··· DATA SHOWN ···

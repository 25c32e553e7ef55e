//! Project detail tool for MCP operations

use crate::mcp::responses::json_response;
use crate::mcp::shared_utils::McpErrorHandler;
use crate::mcp::tool_registry::{BaseToolImpl, McpTool, ToolContext};
use crate::mcp::types::GetProjectRequest;
use async_trait::async_trait;
use rmcp::model::CallToolResult;
use rmcp::Error as McpError;

/// Tool for fetching one project's metadata
#[derive(Default)]
pub struct GetProjectTool;

impl GetProjectTool {
    /// Creates a new instance of the GetProjectTool
    pub fn new() -> Self {
        Self
    }
}

#[async_trait]
impl McpTool for GetProjectTool {
    fn name(&self) -> &'static str {
        "get_project"
    }

    fn title(&self) -> &'static str {
        "Get Project"
    }

    fn description(&self) -> &'static str {
        "Fetch one project's metadata by key"
    }

    fn read_only(&self) -> bool {
        true
    }

    fn schema(&self) -> serde_json::Value {
        serde_json::json!({
            "type": "object",
            "properties": {
                "key": {
                    "type": "string",
                    "description": "Project key, e.g. PROJ"
                }
            },
            "required": ["key"]
        })
    }

    async fn execute(
        &self,
        arguments: serde_json::Map<String, serde_json::Value>,
        context: &ToolContext,
    ) -> std::result::Result<CallToolResult, McpError> {
        let request: GetProjectRequest = BaseToolImpl::parse_arguments(arguments)?;
        match context.client.project(&request.key).await {
            Ok(project) => Ok(json_response(&project)),
            Err(e) => Err(McpErrorHandler::handle_error(e, "get_project")),
        }
    }
}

···

• **YOUR OBJECTIVE**:
The answer should contain every line of the data, unchanged.

• **TASK OUTPUT**:
repository 25c32e553e7ef55e
//! Project detail tool for MCP operations

use crate::mcp::responses::json_response;
use crate::mcp::shared_utils::McpErrorHandler;
use crate::mcp::tool_registry::{BaseToolImpl, McpTool, ToolContext};
use crate::mcp::types::GetProjectRequest;
use async_trait::async_trait;
use rmcp::model::CallToolResult;
use rmcp::Error as McpError;

/// Tool for fetching one project's metadata
#[derive(Default)]
pub struct GetProjectTool;

impl GetProjectTool {
    /// Creates a new instance of the GetProjectTool
    pub fn new() -> Self {
        Self
    }
}

#[async_trait]
impl McpTool for GetProjectTool {
    fn name(&self) -> &'static str {
        "get_project"
    }

    fn title(&self) -> &'static str {
        "Get Project"
    }

    fn description(&self) -> &'static str {
        "Fetch one project's metadata by key"
    }

    fn read_only(&self) -> bool {
        true
    }

    fn schema(&self) -> serde_json::Value {
        serde_json::json!({
            "type": "object",
            "properties": {
                "key": {
                    "type": "string",
                    "description": "Project key, e.g. PROJ"
                }
            },
            "required": ["key"]
        })
    }

    async fn execute(
        &self,
        arguments: serde_json::Map<String, serde_json::Value>,
        context: &ToolContext,
    ) -> std::result::Result<CallToolResult, McpError> {
        let request: GetProjectRequest = BaseToolImpl::parse_arguments(arguments)?;
        match context.client.project(&request.key).await {
            Ok(project) => Ok(json_response(&project)),
            Err(e) => Err(McpErrorHandler::handle_error(e, "get_project")),
        }
    }
}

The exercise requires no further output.